Thursday, March 27, 2008

Let's play the earnings call game... Buying Redhat (RHT)

Redhat announced that they bested earnings expectations by 7%. Quarterly earnings calls almost always come with a fun shift in the stock price: up for beat expectations, down for missed expectations. Naturally, this is an oversimplification. A stock's last few quarter's performance, it's market capitalization, the amount by which it missed or exceeded and of course, random market entropy all come into play.

But it's typically one of the safer bets you can make.

I'm hoping for a 5-10% bump and I'll roundtrip it if it gets anywhere near to that. After hours pushed +1.27 / 7.24% already, so the most of what we'll see may have already come and I could be buying into a sell off. Or we could see some shorts covered and a nice spike that nets me a small profit.

I'm only buying $1,000 worth, since that's all I have in "liquidity". In fact, I don't even have that; I have $500 in settled funds and another $500 in unsettled, pending funds. (From today's GOOG & AAPL sales.) The Federal Reserve's Regulation T requires me to have the funds settled before I can buy and then sell a new set of securities with the proceeds of an earlier sale.

Example: While I can buy 29 shares of RHT with the proceeds from my GOOG/AAPL sales, I cannot sell the position until the sales have settled, in three days. If I do, it's considered "free-riding" and it's a no-no; two instances locks an account for 90 days. I'm willing to take one instance to get a nice profit in.

I'm also completing a margin application, since you can get around this provision with a margin account.
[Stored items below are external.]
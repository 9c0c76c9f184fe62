//! String inflection helpers.
//!
//! These functions derive renderer names from semantic types, attribute
//! names from association names, and fallback labels from attribute names.

use regex::Regex;
use std::sync::OnceLock;

/// Words that have no distinct singular form.
const UNCOUNTABLE: &[&str] = &[
    "equipment",
    "information",
    "rice",
    "money",
    "species",
    "series",
    "fish",
    "sheep",
    "jeans",
    "police",
    "news",
];

/// Irregular plural → singular pairs.
const IRREGULAR: &[(&str, &str)] = &[
    ("people", "person"),
    ("men", "man"),
    ("women", "woman"),
    ("children", "child"),
    ("sexes", "sex"),
    ("moves", "move"),
    ("zombies", "zombie"),
    ("movies", "movie"),
];

/// Ordered singularization rules; the first matching rule wins.
fn singular_rules() -> &'static [(Regex, &'static str)] {
    static RULES: OnceLock<Vec<(Regex, &'static str)>> = OnceLock::new();
    RULES.get_or_init(|| {
        [
            (r"(?i)(database)s$", "$1"),
            (r"(?i)(quiz)zes$", "$1"),
            (r"(?i)(matr)ices$", "${1}ix"),
            (r"(?i)(vert|ind)ices$", "${1}ex"),
            (r"(?i)^(ox)en", "$1"),
            (r"(?i)(alias|status)(es)?$", "$1"),
            (r"(?i)(octop|vir)(us|i)$", "${1}us"),
            (r"(?i)(cris|test)(is|es)$", "${1}is"),
            (r"(?i)(shoe)s$", "$1"),
            (r"(?i)(o)es$", "$1"),
            (r"(?i)(bus)(es)?$", "$1"),
            (r"(?i)(m|l)ice$", "${1}ouse"),
            (r"(?i)(x|ch|ss|sh)es$", "$1"),
            (r"(?i)(m)ovies$", "${1}ovie"),
            (r"(?i)(s)eries$", "${1}eries"),
            (r"(?i)([^aeiouy]|qu)ies$", "${1}y"),
            (r"(?i)([lr])ves$", "${1}f"),
            (r"(?i)(tive)s$", "$1"),
            (r"(?i)(hive)s$", "$1"),
            (r"(?i)([^f])ves$", "${1}fe"),
            (r"(?i)(ss)$", "$1"),
            (r"(?i)s$", ""),
        ]
        .into_iter()
        .map(|(pattern, replacement)| {
            (
                Regex::new(pattern).expect("singular rule must be a valid regex"),
                replacement,
            )
        })
        .collect()
    })
}

/// Returns the singular form of an English word.
///
/// Only the last underscore-separated segment is inflected, so compound
/// association names keep their prefix.
///
/// # Examples
///
/// ```
/// use formwright_core::utils::text::singularize;
///
/// assert_eq!(singularize("tags"), "tag");
/// assert_eq!(singularize("categories"), "category");
/// assert_eq!(singularize("people"), "person");
/// assert_eq!(singularize("blog_posts"), "blog_post");
/// ```
pub fn singularize(word: &str) -> String {
    let (prefix, last) = match word.rfind('_') {
        Some(idx) => word.split_at(idx + 1),
        None => ("", word),
    };

    let lower = last.to_lowercase();
    if lower.is_empty() || UNCOUNTABLE.contains(&lower.as_str()) {
        return word.to_string();
    }
    if let Some((_, singular)) = IRREGULAR.iter().find(|(plural, _)| *plural == lower) {
        return format!("{prefix}{singular}");
    }

    for (rule, replacement) in singular_rules() {
        if rule.is_match(last) {
            return format!("{prefix}{}", rule.replace(last, *replacement));
        }
    }
    word.to_string()
}

/// Converts a snake_case identifier to PascalCase.
///
/// # Examples
///
/// ```
/// use formwright_core::utils::text::camelize;
///
/// assert_eq!(camelize("radio_buttons"), "RadioButtons");
/// assert_eq!(camelize("string"), "String");
/// ```
pub fn camelize(s: &str) -> String {
    s.split('_')
        .filter(|segment| !segment.is_empty())
        .map(capfirst)
        .collect()
}

/// Turns an attribute name into a human-readable label.
///
/// Drops a trailing `_id`, replaces underscores with spaces, and capitalizes
/// the first character.
///
/// # Examples
///
/// ```
/// use formwright_core::utils::text::humanize;
///
/// assert_eq!(humanize("first_name"), "First name");
/// assert_eq!(humanize("author_id"), "Author");
/// ```
pub fn humanize(s: &str) -> String {
    let s = s.strip_suffix("_id").unwrap_or(s);
    let s = s.trim_start_matches('_').replace('_', " ");
    capfirst(&s.to_lowercase())
}

/// Capitalizes the first character of a string.
///
/// # Examples
///
/// ```
/// use formwright_core::utils::text::capfirst;
///
/// assert_eq!(capfirst("hello"), "Hello");
/// assert_eq!(capfirst(""), "");
/// assert_eq!(capfirst("HELLO"), "HELLO");
/// ```
pub fn capfirst(s: &str) -> String {
    let mut chars = s.chars();
    chars.next().map_or_else(String::new, |c| {
        let mut result = c.to_uppercase().to_string();
        result.extend(chars);
        result
    })
}

/// Joins a list into a sentence: `a`, `a and b`, `a, b and c`.
///
/// # Examples
///
/// ```
/// use formwright_core::utils::text::to_sentence;
///
/// let words = vec!["short".to_string(), "blank".to_string(), "taken".to_string()];
/// assert_eq!(to_sentence(&words), "short, blank and taken");
/// ```
pub fn to_sentence(items: &[String]) -> String {
    match items {
        [] => String::new(),
        [only] => only.clone(),
        [init @ .., last] => format!("{} and {last}", init.join(", ")),
    }
}

#[cfg(test)]
mod tests {
    use super::*;

    // ── singularize ──────────────────────────────────────────────────

    #[test]
    fn test_singularize_regular() {
        assert_eq!(singularize("tags"), "tag");
        assert_eq!(singularize("users"), "user");
    }

    #[test]
    fn test_singularize_ies() {
        assert_eq!(singularize("categories"), "category");
        assert_eq!(singularize("companies"), "company");
    }

    #[test]
    fn test_singularize_es() {
        assert_eq!(singularize("addresses"), "address");
        assert_eq!(singularize("boxes"), "box");
        assert_eq!(singularize("matches"), "match");
        assert_eq!(singularize("statuses"), "status");
    }

    #[test]
    fn test_singularize_irregular() {
        assert_eq!(singularize("people"), "person");
        assert_eq!(singularize("children"), "child");
        assert_eq!(singularize("movies"), "movie");
    }

    #[test]
    fn test_singularize_uncountable() {
        assert_eq!(singularize("news"), "news");
        assert_eq!(singularize("series"), "series");
    }

    #[test]
    fn test_singularize_compound() {
        assert_eq!(singularize("blog_posts"), "blog_post");
        assert_eq!(singularize("tag_categories"), "tag_category");
    }

    #[test]
    fn test_singularize_already_singular() {
        assert_eq!(singularize("glass"), "glass");
    }

    // ── camelize ─────────────────────────────────────────────────────

    #[test]
    fn test_camelize() {
        assert_eq!(camelize("string"), "String");
        assert_eq!(camelize("radio_buttons"), "RadioButtons");
        assert_eq!(camelize("time_zone"), "TimeZone");
    }

    #[test]
    fn test_camelize_collapses_double_underscore() {
        assert_eq!(camelize("rich__text"), "RichText");
    }

    // ── humanize ─────────────────────────────────────────────────────

    #[test]
    fn test_humanize() {
        assert_eq!(humanize("email"), "Email");
        assert_eq!(humanize("first_name"), "First name");
    }

    #[test]
    fn test_humanize_foreign_key() {
        assert_eq!(humanize("author_id"), "Author");
    }

    #[test]
    fn test_humanize_plural_ids_kept() {
        assert_eq!(humanize("tag_ids"), "Tag ids");
    }

    // ── capfirst ─────────────────────────────────────────────────────

    #[test]
    fn test_capfirst() {
        assert_eq!(capfirst("hello"), "Hello");
        assert_eq!(capfirst("HELLO"), "HELLO");
        assert_eq!(capfirst(""), "");
        assert_eq!(capfirst("a"), "A");
    }

    // ── to_sentence ──────────────────────────────────────────────────

    #[test]
    fn test_to_sentence() {
        assert_eq!(to_sentence(&[]), "");
        assert_eq!(to_sentence(&["a".to_string()]), "a");
        assert_eq!(to_sentence(&["a".to_string(), "b".to_string()]), "a and b");
    }
}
The other thing I need to watch out for is the pattern day trading rules. If I perform 4 roundtrips (in and out of a position in the same day) within any 5 day period, my account converts to a "pattern day trader" account, which requires a minimum equity amount of $25,000. The punchline? They issue a fucking trading equity call for the difference if you don't have the $25,000. Or they close your account. Woo regulations.